*** Opening of EXERCISE DATA ***
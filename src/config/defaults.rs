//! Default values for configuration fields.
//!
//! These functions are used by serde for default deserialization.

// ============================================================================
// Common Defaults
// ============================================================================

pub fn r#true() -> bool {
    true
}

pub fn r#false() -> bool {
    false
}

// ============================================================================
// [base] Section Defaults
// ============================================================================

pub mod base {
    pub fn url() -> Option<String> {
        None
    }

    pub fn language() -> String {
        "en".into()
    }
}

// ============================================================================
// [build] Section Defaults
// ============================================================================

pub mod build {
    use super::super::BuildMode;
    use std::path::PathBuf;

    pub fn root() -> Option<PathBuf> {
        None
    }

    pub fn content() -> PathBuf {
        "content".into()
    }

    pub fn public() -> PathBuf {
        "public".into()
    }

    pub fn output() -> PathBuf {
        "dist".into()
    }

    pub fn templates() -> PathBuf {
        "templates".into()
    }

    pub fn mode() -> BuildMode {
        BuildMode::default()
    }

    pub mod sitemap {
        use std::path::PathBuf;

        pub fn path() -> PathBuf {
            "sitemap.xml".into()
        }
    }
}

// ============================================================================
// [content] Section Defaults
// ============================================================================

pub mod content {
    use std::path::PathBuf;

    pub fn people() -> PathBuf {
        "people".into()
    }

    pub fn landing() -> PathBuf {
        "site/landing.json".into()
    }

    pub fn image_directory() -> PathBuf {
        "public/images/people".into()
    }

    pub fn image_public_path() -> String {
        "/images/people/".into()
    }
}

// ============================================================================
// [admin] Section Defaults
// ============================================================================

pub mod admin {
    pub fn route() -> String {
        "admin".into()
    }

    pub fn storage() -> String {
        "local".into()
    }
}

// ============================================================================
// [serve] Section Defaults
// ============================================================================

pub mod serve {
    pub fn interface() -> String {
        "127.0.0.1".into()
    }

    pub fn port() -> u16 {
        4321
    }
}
*** Close of EXERCISE DATA ***
◆ EXERCISE DESCRIPTION ◆
In the listing above, find the line that contains "pub fn output()". Write it out exactly, along with each line after it up to and including the last.

◆ RESPONSE ◆
    pub fn output() -> PathBuf {
        "dist".into()
    }

    pub fn templates() -> PathBuf {
        "templates".into()
    }

    pub fn mode() -> BuildMode {
        BuildMode::default()
    }

    pub mod sitemap {
        use std::path::PathBuf;

        pub fn path() -> PathBuf {
            "sitemap.xml".into()
        }
    }
}

// ============================================================================
// [content] Section Defaults
// ============================================================================

pub mod content {
    use std::path::PathBuf;

    pub fn people() -> PathBuf {
        "people".into()
    }

    pub fn landing() -> PathBuf {
        "site/landing.json".into()
    }

    pub fn image_directory() -> PathBuf {
        "public/images/people".into()
    }

    pub fn image_public_path() -> String {
        "/images/people/".into()
    }
}

// ============================================================================
// [admin] Section Defaults
// ============================================================================

pub mod admin {
    pub fn route() -> String {
        "admin".into()
    }

    pub fn storage() -> String {
        "local".into()
    }
}

// ============================================================================
// [serve] Section Defaults
// ============================================================================

pub mod serve {
    pub fn interface() -> String {
        "127.0.0.1".into()
    }

    pub fn port() -> u16 {
        4321
    }
}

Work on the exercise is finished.